Projected Top Reserves: The Golden Eagles are banking on a bunch of former junior college players to bolster the second unit. Two in particular, junior G R.J. Brown and junior T Brennan Houston, have worked their way up to the second team. The 6-3, 300-pound Brown performed well in his first spring, showing an ability to play center as well as guard. 

While Houston did not play in his first year out of Cerritos (Calif.) Community College, he’ll be an integral part of the rotation in his second season.  A former tight end with good quickness, he’s bulked up to 6-4 and 301 pounds in anticipation of an expanded role.

Watch Out For… McKee to start receiving recognition beyond Hattiesburg and Conference USA.  If he continues to work and adds more bulk, an NFL future awaits, something that hasn’t been lost on the scouts that’ll be descending the USM campus throughout the fall.                     

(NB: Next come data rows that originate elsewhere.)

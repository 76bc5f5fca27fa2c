//! Component spec data model.

use serde::Deserialize;
use serde_yaml::Value;

/// A component's YAML spec.
///
/// `params` is kept as raw YAML so serializing it back preserves every key
/// and the authored ordering; validation works on the typed view from
/// [`ComponentSpec::typed_params`].
#[derive(Debug, Clone, Deserialize)]
pub struct ComponentSpec {
    /// Parameter schema, verbatim
    #[serde(default)]
    pub params: Option<Value>,

    /// Documented examples, in spec order
    #[serde(default)]
    pub examples: Option<Vec<Example>>,
}

/// A named sample input used to generate a fixture.
#[derive(Debug, Clone, Deserialize)]
pub struct Example {
    /// Example name
    pub name: String,

    /// Arbitrary key-value document matching the parameter schema
    #[serde(default)]
    pub data: Value,
}

/// Typed view of one parameter descriptor.
#[derive(Debug, Clone, Deserialize)]
pub struct Param {
    /// Parameter name
    pub name: String,

    /// Declared type (`string`, `boolean`, `array`, ...)
    #[serde(default, rename = "type")]
    pub param_type: Option<String>,

    /// Whether every example must supply this parameter
    #[serde(default)]
    pub required: bool,

    /// Nested schema for array-typed parameters
    #[serde(default)]
    pub params: Option<Vec<Param>>,
}

impl ComponentSpec {
    /// Typed parameter list for validation.
    ///
    /// An absent `params` key validates as an empty schema. Descriptor keys
    /// outside the typed view (descriptions and the like) are ignored here
    /// but survive in the raw value.
    pub fn typed_params(&self) -> Result<Vec<Param>, SpecError> {
        match &self.params {
            Some(value) => Ok(serde_yaml::from_value(value.clone())?),
            None => Ok(Vec::new()),
        }
    }
}

/// Errors from spec loading and example validation.
#[derive(Debug, thiserror::Error)]
pub enum SpecError {
    #[error("\"{component} -> {example}\" is not a valid example. \"{param}\" missing but marked as required.")]
    MissingRequired {
        component: String,
        example: String,
        param: String,
    },

    #[error("Invalid component YAML: {0}")]
    InvalidYaml(#[from] serde_yaml::Error),
}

Strength: The tackles. In McKee and Wilson, the Golden Eagles boast a pair of all-conference caliber bookends that don’t allow sacks and are huge reasons why the offense averaged over 200 yards a game on the ground.          
Weakness: The pivot. Maybe Zipp will develop into the second coming of Robby D’Angelo, but for now he’s a major question at an important spot on the line. If he’s slow to adapt, everyone else on the offense will be impacted.     
Outlook: The Eagle line is facing some unique hurdles, namely turnover at guard and center and the new terminology that comes with a rookie staff.  It’ll survive as long as McKee and Wilson are keeping opposing defenders from getting near the quarterback.  Whether the unit thrives, however, depends largely on the play of Zipp, the unheralded starter at center.